Al presidente è stata anche interdetta la possibilità di chiudere organismi pubblici legati alla scienza e alla cultura, mentre si è ristretto il campo delle aziende a cui potrà essere applicato il Régimen de incentivo de grandes inversiones (Rigi). Questo prevede benefici fiscali, doganali e di cambio per trent’anni, così come la stabilità normativa e la protezione contro gli abusi statali, per progetti che superano i duecento milioni di dollari, al fine di incoraggiare grandi investimenti a lungo termine, sia nazionali sia stranieri. I critici affermano che darà un vantaggio importante alle grandi aziende, in particolare alle multinazionali, e che danneggerà le piccole e medie imprese argentine, che oggi generano il 70% dell’occupazione. L’ex presidente Cristina Fernández de Kirchner ha sostenuto che il Rigi porterà allo sfruttamento delle risorse naturali argentine per mano di aziende straniere, generando “un’economia estrattivista senza valore aggiunto”, e instaurando un “colonialismo, versione Ventunesimo secolo”.

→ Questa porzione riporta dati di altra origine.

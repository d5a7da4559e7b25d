//! Toy domain: people live at addresses, addresses are in countries.

use serde::{Deserialize, Serialize};
use std::fmt;

/// ISO-style country code, e.g. `GB`.
#[derive(Clone, Debug, PartialEq, Eq, Hash, Serialize, Deserialize)]
pub struct Code(pub String);

impl Code {
    pub fn new(code: impl Into<String>) -> Self {
        Code(code.into())
    }

    pub fn as_str(&self) -> &str {
        &self.0
    }
}

impl fmt::Display for Code {
    fn fmt(&self, f: &mut fmt::Formatter<'_>) -> fmt::Result {
        f.write_str(&self.0)
    }
}

#[derive(Clone, Debug, PartialEq, Eq, Serialize, Deserialize)]
pub struct Country {
    pub name: String,
    pub code: Code,
}

impl Country {
    pub fn new(name: impl Into<String>, code: impl Into<String>) -> Self {
        Self {
            name: name.into(),
            code: Code::new(code),
        }
    }
}

/// A postal address. The country may be unknown.
#[derive(Clone, Debug, PartialEq, Eq, Serialize, Deserialize)]
pub struct Address {
    pub street: String,
    pub country: Option<Country>,
}

impl Address {
    pub fn new(street: impl Into<String>, country: Option<Country>) -> Self {
        Self {
            street: street.into(),
            country,
        }
    }
}

#[derive(Clone, Debug, PartialEq, Eq, Hash, Serialize, Deserialize)]
pub struct Person {
    pub name: String,
}

impl Person {
    pub fn new(name: impl Into<String>) -> Self {
        Self { name: name.into() }
    }
}

impl fmt::Display for Person {
    fn fmt(&self, f: &mut fmt::Formatter<'_>) -> fmt::Result {
        f.write_str(&self.name)
    }
}

#[cfg(test)]
mod tests {
    use super::*;

    #[test]
    fn code_displays_raw_value() {
        let code = Code::new("NL");
        assert_eq!(code.to_string(), "NL");
        assert_eq!(code.as_str(), "NL");
    }

    #[test]
    fn address_serializes_missing_country_as_null() {
        let address = Address::new("1 Nowhere Lane", None);
        let json = serde_json::to_string(&address).unwrap();
        assert_eq!(json, r#"{"street":"1 Nowhere Lane","country":null}"#);
    }

    #[test]
    fn address_roundtrips_through_json() {
        let address = Address::new("Damrak 1", Some(Country::new("Netherlands", "NL")));
        let json = serde_json::to_string(&address).unwrap();
        let deserialized: Address = serde_json::from_str(&json).unwrap();
        assert_eq!(address, deserialized);
    }
}
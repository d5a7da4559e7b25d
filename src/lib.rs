//! Upshot: typed short-circuiting failures for async Rust
//!
//! Upshot follows Stillwater's "pure core, imperative shell" philosophy.
//! A fallible computation runs inside a scope; raising a typed failure ends
//! the scope early and the handler folds the outcome into an [`Either`].
//! Nothing unwinds and no backtrace is captured: a raise is an ordinary
//! value returned with `?`.
//!
//! # Core Concepts
//!
//! - **Either**: Terminal success/failure container with combinators
//! - **Scope**: Capability to raise `F`, alive only while its handler runs
//! - **Bind**: Unwrap a success or raise its failure into the scope
//! - **EffectProgram**: Deferred scoped computation, folded at a boundary
//!
//! # Example
//!
//! ```rust
//! use upshot::prelude::*;
//!
//! #[derive(Clone, Copy, Debug, PartialEq)]
//! enum Lookup {
//!     Missing,
//! }
//!
//! fn find(id: u32) -> Either<Lookup, &'static str> {
//!     match id {
//!         1 => Either::Success("one"),
//!         _ => Either::Failure(Lookup::Missing),
//!     }
//! }
//!
//! let both = either(|scope| {
//!     let a = find(1).bind(&scope)?;
//!     let b = find(2).bind(&scope)?;
//!     Ok(format!("{a} {b}"))
//! });
//!
//! assert_eq!(both, Either::Failure(Lookup::Missing));
//! assert_eq!(both.to_option(), None);
//! ```

pub mod builder;
pub mod core;
pub mod effects;
pub mod lookup;

// Re-export commonly used types
pub use crate::core::{Either, Reason};
pub use crate::effects::{Bind, EffectProgram, Raised, Scope};

/// Prelude module for convenient imports
pub mod prelude {
    pub use crate::builder::{effect, either, either_async};
    pub use crate::core::{Either, Reason};
    pub use crate::effects::{open, open_async, Bind, EffectProgram, Raised, Scope};
    pub use crate::{ensure, raise, reason_enum};
}
//! Typed short-circuiting effects.
//!
//! This module provides the control-flow half of the crate: opening a
//! scope, raising a typed failure out of it, and describing scoped
//! computations that run later.
//!
//! # Key Concepts
//!
//! - **Scope**: Capability to raise `F`, valid only while its handler runs
//! - **Raise**: Early return of a `Raised<F>` signal, forwarded with `?`
//! - **Bind**: Unwrap a success or raise its failure into the scope
//! - **EffectProgram**: A deferred scoped computation, folded at a boundary
//!
//! # Cost Model
//!
//! - Raising constructs one value; nothing is unwound or captured
//! - Sync scopes allocate one small frame
//! - Programs store one boxed body and box one future per run

mod bridge;
mod program;
mod scope;

pub use program::EffectProgram;
pub use scope::{open, open_async, Bind, Raised, Scope, ScopeViolation};
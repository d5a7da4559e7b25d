//! Core Reason trait for typed failure values.
//!
//! Failure types are closed sets of tags. This trait provides pure
//! methods for inspecting them at a boundary without matching on
//! every variant at every call site.

use std::fmt::Debug;

/// Trait for typed failure reasons.
///
/// All methods are pure. Reasons are immutable values created by a
/// failing operation and consumed by exactly one handler.
///
/// # Required Traits
///
/// - `Clone`: Reasons may be inspected and stored by reports
/// - `PartialEq`: Reasons must be comparable for tests and folding
/// - `Debug`: Reasons must be debuggable for diagnostics
///
/// # Example
///
/// ```rust
/// use upshot::core::Reason;
///
/// #[derive(Clone, Copy, PartialEq, Debug)]
/// enum FetchFailure {
///     NotFound,
///     Timeout,
/// }
///
/// impl Reason for FetchFailure {
///     fn name(&self) -> &str {
///         match self {
///             Self::NotFound => "NotFound",
///             Self::Timeout => "Timeout",
///         }
///     }
///
///     fn is_transient(&self) -> bool {
///         matches!(self, Self::Timeout)
///     }
/// }
///
/// assert_eq!(FetchFailure::Timeout.name(), "Timeout");
/// assert!(FetchFailure::Timeout.is_transient());
/// ```
pub trait Reason: Clone + PartialEq + Debug + Send + Sync + 'static {
    /// Get the reason's name for display/logging.
    fn name(&self) -> &str;

    /// Check if the failure may clear up on its own (e.g. a service outage).
    ///
    /// Purely informational: nothing in the crate retries.
    ///
    /// Default implementation returns `false`.
    fn is_transient(&self) -> bool {
        false
    }
}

Ciò detto, il testo è ritornato alla Camera, e per assicurarsi l’approvazione finale, Milei ha accettato gran parte delle modifiche che sono state fatte al Senato, e ha dovuto escludere Aerolíneas argentinas, il Correo e Radio y Televisión argentina dalle privatizzazioni. La Camera bassa ha approvato nella scorsa notte la prima legge del governoi, che include il ritorno dell’imposizione fiscale per i lavoratori, riduzioni delle tasse per i più ricchi, una riforma del lavoro regressiva, poteri straordinari per il governo, privatizzazioni e profitti esorbitanti per le multinazionali. L’ambizioso progetto “omnibus” era stato presentato alla Camera dei deputati a gennaio, e per sei mesi ha subito innumerevoli tagli e modifiche che hanno permesso al partito di governo di raggiungere un consenso minimo con i blocchi dell’opposizione dialoghisti. “Non è la legge che il governo voleva, ma è la legge possibile”, ha commentato un deputato radicale. Sarà interessante capire se la scelta della strada della mediazione è stata solo una soluzione dovuta all’emergenza o se rappresenta una svolta più realistica e di fondo che porti all’abbandono del dogmatismo nel modo di intendere l’esercizio del potere. Oltre a ciò, rimane più di qualche dubbio su come il governo deciderà di gestire la protesta sociale che difficilmente andrà scemando nei prossimi mesi.